How Is Fibromyalgia Treated?

Can Be Difficult to Treat

Fibromyalgia can be difficult to treat. Health care professionals who can treat fibromyalgia include:

  • many family physicians
  • general internists
  • rheumatologists (doctors who specialize in arthritis and other rheumatic conditions)

Fibromyalgia treatment often requires a team approach, with your doctor, a physical therapist, possibly other health professionals, and most importantly, yourself, all playing an active role.

It can be hard to assemble this team, and you may struggle to find the right professionals to treat you. When you do, however, the combined expertise of these various professionals can help you improve your quality of life.

You may find several members of the treatment team you need at a clinic. There are pain clinics that specialize in pain and rheumatology clinics that specialize in arthritis and other rheumatic diseases, including fibromyalgia.


Pregabalin (Lyrica) was the first medicine FDA-approved to treat fibromyalgia. More fibromyalgia drugs are in development. Doctors also treat fibromyalgia with a variety of medications developed and approved for other purposes.

What Else Can You Do?

Besides taking medicine prescribed by your doctor, there are many things you can do to minimize the impact of fibromyalgia on your life. People with fibromyalgia also may benefit from:

Get Enough Sleep

Getting enough sleep and the right kind of sleep can help ease the pain and fatigue of fibromyalgia. Even so, many people with fibromyalgia have problems that interfere with restful sleep such as:

  • pain
  • restless legs syndrome
  • brain-wave irregularities


Though pain and fatigue may make exercise and daily activities difficult, it's crucial to be as physically active as possible. Research has repeatedly shown that regular exercise is one of the most effective treatments for fibromyalgia. People who have too much pain or fatigue to do vigorous exercise should begin with walking or other gentle exercise and build their endurance and intensity slowly. Although research has focused largely on the benefits of aerobic and flexibility exercises, a NIAMS-supported study is examining the effects of adding strength training to the traditionally prescribed aerobic and flexibility exercises.

Make Changes at Work

Most people with fibromyalgia continue to work, but they may have to make big changes to do so; for example, some people:

  • cut down the number of hours they work
  • switch to a less demanding job
  • adapt a current job

If you face obstacles at work, such as an uncomfortable desk chair that leaves your back aching or difficulty lifting heavy boxes or files, your employer may make adaptations that will enable you to keep your job.

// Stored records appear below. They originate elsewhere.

//! `offsets` command implementation.

use anyhow::{Context, Result};
use serde::Serialize;
use tracing::info;

use contracts::{ClockAnchor, Family, OffsetTable};
use realigner::{Discovery, Realigner};

use super::{load_config, open_input, validate_config};
use crate::cli::OffsetsArgs;
use crate::error::CliError;

/// Discovery result for JSON output
#[derive(Serialize)]
struct OffsetsReport {
    input: String,
    found: bool,
    scanned: u64,
    #[serde(skip_serializing_if = "Option::is_none")]
    hose: Option<AnchorInfo>,
    #[serde(skip_serializing_if = "Option::is_none")]
    shoot: Option<AnchorInfo>,
    #[serde(skip_serializing_if = "Vec::is_empty")]
    missing: Vec<Family>,
}

#[derive(Serialize)]
struct AnchorInfo {
    channel: String,
    arrival_time_ns: i64,
    header_stamp_ns: i64,
    offset_ns: i64,
    offset_s: f64,
}

impl From<&ClockAnchor> for AnchorInfo {
    fn from(anchor: &ClockAnchor) -> Self {
        Self {
            channel: anchor.channel.clone(),
            arrival_time_ns: anchor.arrival_time.as_nanos(),
            header_stamp_ns: anchor.header_stamp.as_nanos(),
            offset_ns: anchor.offset.as_nanos(),
            offset_s: anchor.offset.as_secs_f64(),
        }
    }
}

/// Execute the `offsets` command
///
/// Every input is scanned; the command fails afterwards if any of them
/// lacks a family.
pub fn run_offsets(args: &OffsetsArgs) -> Result<()> {
    let reports = collect_offsets(args)?;

    if args.json {
        let json =
            serde_json::to_string_pretty(&reports).context("Failed to serialize offsets")?;
        println!("{}", json);
    } else {
        for report in &reports {
            print_report(report);
        }
    }

    match reports.into_iter().find(|report| !report.found) {
        Some(report) => Err(CliError::missing_clock(report.input, report.missing).into()),
        None => Ok(()),
    }
}

/// Scan every input, partial tables included
fn collect_offsets(args: &OffsetsArgs) -> Result<Vec<OffsetsReport>> {
    let config = load_config(&args.source)?;
    validate_config(&config)?;

    let realigner = Realigner::new(config);
    let mut reports = Vec::with_capacity(args.inputs.len());

    for input in &args.inputs {
        let source = open_input(input)?;
        let discovery = realigner
            .discover(&source)
            .with_context(|| format!("Failed to scan {}", input.display()))?;
        info!(
            input = %input.display(),
            found = discovery.found,
            scanned = discovery.scanned,
            "Offsets discovered"
        );
        reports.push(build_report(input.display().to_string(), &discovery));
    }
    Ok(reports)
}

fn build_report(input: String, discovery: &Discovery) -> OffsetsReport {
    let table: &OffsetTable = &discovery.offsets;
    OffsetsReport {
        input,
        found: discovery.found,
        scanned: discovery.scanned,
        hose: table.anchor(Family::Hose).map(AnchorInfo::from),
        shoot: table.anchor(Family::Shoot).map(AnchorInfo::from),
        missing: table.missing(),
    }
}

fn print_report(report: &OffsetsReport) {
    println!("{} ({} records scanned)", report.input, report.scanned);
    for (label, anchor) in [("Hose: ", &report.hose), ("Shoot:", &report.shoot)] {
        match anchor {
            Some(anchor) => println!(
                "  {} {:>4}s (first sample on {})",
                label, anchor.offset_s, anchor.channel
            ),
            None => println!("  {} not found", label),
        }
    }
}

An occupational therapist can help you design a more comfortable workstation or find more efficient and less painful ways to lift.

Eat Well

Although some people with fibromyalgia report feeling better when they eat or avoid certain foods, no specific diet has been proven to influence fibromyalgia. Of course, it is important to have a healthy, balanced diet. Not only will proper nutrition give you more energy and make you generally feel better, it will also help you avoid other health problems.

Complementary / Natural Therapies

Many people with fibromyalgia also report varying degrees of success with complementary and natural therapies, including:

  • massage therapy
  • movement therapies (such as Pilates and the Feldenkrais method)
  • chiropractic treatments
  • acupuncture
  • various herbs and dietary supplements for different fibromyalgia symptoms

Though some of these supplements are being studied for fibromyalgia, there is little, if any, scientific proof yet that they help. The FDA does not regulate the sale of dietary supplements, so some information may not be well known including:

  • potential side effects
  • the proper dosage
  • the amount of a preparation's active ingredient may not be well known

If you are using or would like to try a complementary or alternative therapy, you should first speak with your doctor, who may know more about the therapy's effectiveness, as well as whether it is safe to try in combination with your medications.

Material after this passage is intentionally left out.